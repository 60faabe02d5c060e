//! Order repository.
//!
//! Line items are serialized to a JSON column at insert time; that snapshot
//! is the whole point - an order must read back exactly as it was priced,
//! whatever has happened to the catalog since. Status is the only mutable
//! column, and updates are guarded on the expected current value.

use chrono::{DateTime, Utc};
use sqlx::SqlitePool;

use reign_core::{Coordinates, Money, OrderId, OrderStatus, PaymentMethod};

use super::RepositoryError;
use crate::models::{NewOrder, Order, OrderLineItem};

/// Repository for order persistence.
pub struct OrderRepository<'a> {
    pool: &'a SqlitePool,
}

impl<'a> OrderRepository<'a> {
    /// Create a new order repository.
    #[must_use]
    pub const fn new(pool: &'a SqlitePool) -> Self {
        Self { pool }
    }

    /// Persist a new order with `status = pending`.
    ///
    /// # Errors
    ///
    /// Returns `RepositoryError::Database` if the insert fails, or
    /// `RepositoryError::DataCorruption` if the items fail to serialize.
    pub async fn insert(&self, order: NewOrder) -> Result<Order, RepositoryError> {
        let items_json = serde_json::to_string(&order.items).map_err(|e| {
            RepositoryError::DataCorruption(format!("failed to serialize order items: {e}"))
        })?;
        let created_at = Utc::now();
        let status = OrderStatus::Pending;

        let (id,) = sqlx::query_as::<_, (i64,)>(
            "INSERT INTO orders (customer_name, contact, payment_method,
                                 delivery_lat, delivery_lng, delivery_address,
                                 meetup_location_id, items, subtotal,
                                 delivery_fee, total, status, created_at)
             VALUES (?1, ?2, ?3, ?4, ?5, ?6, ?7, ?8, ?9, ?10, ?11, ?12, ?13)
             RETURNING id",
        )
        .bind(&order.customer_name)
        .bind(&order.contact)
        .bind(order.payment_method.as_str())
        .bind(order.delivery_coordinates.map(|c| c.lat))
        .bind(order.delivery_coordinates.map(|c| c.lng))
        .bind(&order.delivery_address)
        .bind(&order.meetup_location_id)
        .bind(&items_json)
        .bind(order.subtotal.amount().to_string())
        .bind(order.delivery_fee.amount().to_string())
        .bind(order.total.amount().to_string())
        .bind(status.as_str())
        .bind(created_at)
        .fetch_one(self.pool)
        .await?;

        Ok(Order {
            id: OrderId::new(id),
            customer_name: order.customer_name,
            contact: order.contact,
            payment_method: order.payment_method,
            delivery_coordinates: order.delivery_coordinates,
            delivery_address: order.delivery_address,
            meetup_location_id: order.meetup_location_id,
            items: order.items,
            subtotal: order.subtotal,
            delivery_fee: order.delivery_fee,
            total: order.total,
            status,
            created_at,
        })
    }

    /// Get an order by id. `None` if it doesn't exist.
    ///
    /// # Errors
    ///
    /// Returns `RepositoryError::Database` if the query fails, or
    /// `RepositoryError::DataCorruption` for undecodable stored values.
    pub async fn get(&self, id: OrderId) -> Result<Option<Order>, RepositoryError> {
        let row = sqlx::query_as::<_, OrderRow>(
            "SELECT id, customer_name, contact, payment_method,
                    delivery_lat, delivery_lng, delivery_address,
                    meetup_location_id, items, subtotal, delivery_fee,
                    total, status, created_at
             FROM orders WHERE id = ?1",
        )
        .bind(id)
        .fetch_optional(self.pool)
        .await?;

        row.map(OrderRow::into_order).transpose()
    }

    /// All orders, newest first.
    ///
    /// # Errors
    ///
    /// Returns `RepositoryError::Database` if the query fails, or
    /// `RepositoryError::DataCorruption` for undecodable stored values.
    pub async fn list(&self) -> Result<Vec<Order>, RepositoryError> {
        let rows = sqlx::query_as::<_, OrderRow>(
            "SELECT id, customer_name, contact, payment_method,
                    delivery_lat, delivery_lng, delivery_address,
                    meetup_location_id, items, subtotal, delivery_fee,
                    total, status, created_at
             FROM orders ORDER BY created_at DESC, id DESC",
        )
        .fetch_all(self.pool)
        .await?;

        rows.into_iter().map(OrderRow::into_order).collect()
    }

    /// Move an order from `from` to `to`, guarded on the current status.
    ///
    /// Transition legality is the caller's concern; this only guarantees the
    /// row still holds `from` at write time.
    ///
    /// # Errors
    ///
    /// Returns `RepositoryError::Conflict` if the status changed underneath
    /// the caller, `RepositoryError::NotFound` if the order doesn't exist.
    pub async fn set_status(
        &self,
        id: OrderId,
        from: OrderStatus,
        to: OrderStatus,
    ) -> Result<(), RepositoryError> {
        let result = sqlx::query("UPDATE orders SET status = ?3 WHERE id = ?1 AND status = ?2")
            .bind(id)
            .bind(from.as_str())
            .bind(to.as_str())
            .execute(self.pool)
            .await?;

        if result.rows_affected() == 0 {
            // Distinguish a vanished order from a concurrent status change.
            let exists = sqlx::query_as::<_, (i64,)>("SELECT 1 FROM orders WHERE id = ?1")
                .bind(id)
                .fetch_optional(self.pool)
                .await?
                .is_some();
            return Err(if exists {
                RepositoryError::Conflict(format!("order {id} status changed concurrently"))
            } else {
                RepositoryError::NotFound
            });
        }
        Ok(())
    }
}

/// Raw order row before domain parsing.
#[derive(sqlx::FromRow)]
struct OrderRow {
    id: i64,
    customer_name: String,
    contact: String,
    payment_method: String,
    delivery_lat: Option<f64>,
    delivery_lng: Option<f64>,
    delivery_address: Option<String>,
    meetup_location_id: Option<String>,
    items: String,
    subtotal: String,
    delivery_fee: String,
    total: String,
    status: String,
    created_at: DateTime<Utc>,
}

impl OrderRow {
    fn into_order(self) -> Result<Order, RepositoryError> {
        let corrupt = |what: &str, detail: String| {
            RepositoryError::DataCorruption(format!("invalid {what} in database: {detail}"))
        };

        let payment_method: PaymentMethod = self
            .payment_method
            .parse()
            .map_err(|e: reign_core::StatusParseError| corrupt("payment method", e.to_string()))?;
        let status: OrderStatus = self
            .status
            .parse()
            .map_err(|e: reign_core::StatusParseError| corrupt("status", e.to_string()))?;
        let items: Vec<OrderLineItem> = serde_json::from_str(&self.items)
            .map_err(|e| corrupt("order items", e.to_string()))?;
        let subtotal: Money = self
            .subtotal
            .parse()
            .map_err(|e: reign_core::MoneyError| corrupt("subtotal", e.to_string()))?;
        let delivery_fee: Money = self
            .delivery_fee
            .parse()
            .map_err(|e: reign_core::MoneyError| corrupt("delivery fee", e.to_string()))?;
        let total: Money = self
            .total
            .parse()
            .map_err(|e: reign_core::MoneyError| corrupt("total", e.to_string()))?;

        let delivery_coordinates = match (self.delivery_lat, self.delivery_lng) {
            (Some(lat), Some(lng)) => Some(Coordinates::new(lat, lng)),
            _ => None,
        };

        Ok(Order {
            id: OrderId::new(self.id),
            customer_name: self.customer_name,
            contact: self.contact,
            payment_method,
            delivery_coordinates,
            delivery_address: self.delivery_address,
            meetup_location_id: self.meetup_location_id,
            items,
            subtotal,
            delivery_fee,
            total,
            status,
            created_at: self.created_at,
        })
    }
}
━━━━
Please give back the entries above, unchanged and complete.

repository 60faabe02d5c060e
//! Order repository.
//!
//! Line items are serialized to a JSON column at insert time; that snapshot
//! is the whole point - an order must read back exactly as it was priced,
//! whatever has happened to the catalog since. Status is the only mutable
//! column, and updates are guarded on the expected current value.

use chrono::{DateTime, Utc};
use sqlx::SqlitePool;

use reign_core::{Coordinates, Money, OrderId, OrderStatus, PaymentMethod};

use super::RepositoryError;
use crate::models::{NewOrder, Order, OrderLineItem};

/// Repository for order persistence.
pub struct OrderRepository<'a> {
    pool: &'a SqlitePool,
}

impl<'a> OrderRepository<'a> {
    /// Create a new order repository.
    #[must_use]
    pub const fn new(pool: &'a SqlitePool) -> Self {
        Self { pool }
    }

    /// Persist a new order with `status = pending`.
    ///
    /// # Errors
    ///
    /// Returns `RepositoryError::Database` if the insert fails, or
    /// `RepositoryError::DataCorruption` if the items fail to serialize.
    pub async fn insert(&self, order: NewOrder) -> Result<Order, RepositoryError> {
        let items_json = serde_json::to_string(&order.items).map_err(|e| {
            RepositoryError::DataCorruption(format!("failed to serialize order items: {e}"))
        })?;
        let created_at = Utc::now();
        let status = OrderStatus::Pending;

        let (id,) = sqlx::query_as::<_, (i64,)>(
            "INSERT INTO orders (customer_name, contact, payment_method,
                                 delivery_lat, delivery_lng, delivery_address,
                                 meetup_location_id, items, subtotal,
                                 delivery_fee, total, status, created_at)
             VALUES (?1, ?2, ?3, ?4, ?5, ?6, ?7, ?8, ?9, ?10, ?11, ?12, ?13)
             RETURNING id",
        )
        .bind(&order.customer_name)
        .bind(&order.contact)
        .bind(order.payment_method.as_str())
        .bind(order.delivery_coordinates.map(|c| c.lat))
        .bind(order.delivery_coordinates.map(|c| c.lng))
        .bind(&order.delivery_address)
        .bind(&order.meetup_location_id)
        .bind(&items_json)
        .bind(order.subtotal.amount().to_string())
        .bind(order.delivery_fee.amount().to_string())
        .bind(order.total.amount().to_string())
        .bind(status.as_str())
        .bind(created_at)
        .fetch_one(self.pool)
        .await?;

        Ok(Order {
            id: OrderId::new(id),
            customer_name: order.customer_name,
            contact: order.contact,
            payment_method: order.payment_method,
            delivery_coordinates: order.delivery_coordinates,
            delivery_address: order.delivery_address,
            meetup_location_id: order.meetup_location_id,
            items: order.items,
            subtotal: order.subtotal,
            delivery_fee: order.delivery_fee,
            total: order.total,
            status,
            created_at,
        })
    }

    /// Get an order by id. `None` if it doesn't exist.
    ///
    /// # Errors
    ///
    /// Returns `RepositoryError::Database` if the query fails, or
    /// `RepositoryError::DataCorruption` for undecodable stored values.
    pub async fn get(&self, id: OrderId) -> Result<Option<Order>, RepositoryError> {
        let row = sqlx::query_as::<_, OrderRow>(
            "SELECT id, customer_name, contact, payment_method,
                    delivery_lat, delivery_lng, delivery_address,
                    meetup_location_id, items, subtotal, delivery_fee,
                    total, status, created_at
             FROM orders WHERE id = ?1",
        )
        .bind(id)
        .fetch_optional(self.pool)
        .await?;

        row.map(OrderRow::into_order).transpose()
    }

    /// All orders, newest first.
    ///
    /// # Errors
    ///
    /// Returns `RepositoryError::Database` if the query fails, or
    /// `RepositoryError::DataCorruption` for undecodable stored values.
    pub async fn list(&self) -> Result<Vec<Order>, RepositoryError> {
        let rows = sqlx::query_as::<_, OrderRow>(
            "SELECT id, customer_name, contact, payment_method,
                    delivery_lat, delivery_lng, delivery_address,
                    meetup_location_id, items, subtotal, delivery_fee,
                    total, status, created_at
             FROM orders ORDER BY created_at DESC, id DESC",
        )
        .fetch_all(self.pool)
        .await?;

        rows.into_iter().map(OrderRow::into_order).collect()
    }

    /// Move an order from `from` to `to`, guarded on the current status.
    ///
    /// Transition legality is the caller's concern; this only guarantees the
    /// row still holds `from` at write time.
    ///
    /// # Errors
    ///
    /// Returns `RepositoryError::Conflict` if the status changed underneath
    /// the caller, `RepositoryError::NotFound` if the order doesn't exist.
    pub async fn set_status(
        &self,
        id: OrderId,
        from: OrderStatus,
        to: OrderStatus,
    ) -> Result<(), RepositoryError> {
        let result = sqlx::query("UPDATE orders SET status = ?3 WHERE id = ?1 AND status = ?2")
            .bind(id)
            .bind(from.as_str())
            .bind(to.as_str())
            .execute(self.pool)
            .await?;

        if result.rows_affected() == 0 {
            // Distinguish a vanished order from a concurrent status change.
            let exists = sqlx::query_as::<_, (i64,)>("SELECT 1 FROM orders WHERE id = ?1")
                .bind(id)
                .fetch_optional(self.pool)
                .await?
                .is_some();
            return Err(if exists {
                RepositoryError::Conflict(format!("order {id} status changed concurrently"))
            } else {
                RepositoryError::NotFound
            });
        }
        Ok(())
    }
}

/// Raw order row before domain parsing.
#[derive(sqlx::FromRow)]
struct OrderRow {
    id: i64,
    customer_name: String,
    contact: String,
    payment_method: String,
    delivery_lat: Option<f64>,
    delivery_lng: Option<f64>,
    delivery_address: Option<String>,
    meetup_location_id: Option<String>,
    items: String,
    subtotal: String,
    delivery_fee: String,
    total: String,
    status: String,
    created_at: DateTime<Utc>,
}

impl OrderRow {
    fn into_order(self) -> Result<Order, RepositoryError> {
        let corrupt = |what: &str, detail: String| {
            RepositoryError::DataCorruption(format!("invalid {what} in database: {detail}"))
        };

        let payment_method: PaymentMethod = self
            .payment_method
            .parse()
            .map_err(|e: reign_core::StatusParseError| corrupt("payment method", e.to_string()))?;
        let status: OrderStatus = self
            .status
            .parse()
            .map_err(|e: reign_core::StatusParseError| corrupt("status", e.to_string()))?;
        let items: Vec<OrderLineItem> = serde_json::from_str(&self.items)
            .map_err(|e| corrupt("order items", e.to_string()))?;
        let subtotal: Money = self
            .subtotal
            .parse()
            .map_err(|e: reign_core::MoneyError| corrupt("subtotal", e.to_string()))?;
        let delivery_fee: Money = self
            .delivery_fee
            .parse()
            .map_err(|e: reign_core::MoneyError| corrupt("delivery fee", e.to_string()))?;
        let total: Money = self
            .total
            .parse()
            .map_err(|e: reign_core::MoneyError| corrupt("total", e.to_string()))?;

        let delivery_coordinates = match (self.delivery_lat, self.delivery_lng) {
            (Some(lat), Some(lng)) => Some(Coordinates::new(lat, lng)),
            _ => None,
        };

        Ok(Order {
            id: OrderId::new(self.id),
            customer_name: self.customer_name,
            contact: self.contact,
            payment_method,
            delivery_coordinates,
            delivery_address: self.delivery_address,
            meetup_location_id: self.meetup_location_id,
            items,
            subtotal,
            delivery_fee,
            total,
            status,
            created_at: self.created_at,
        })
    }
}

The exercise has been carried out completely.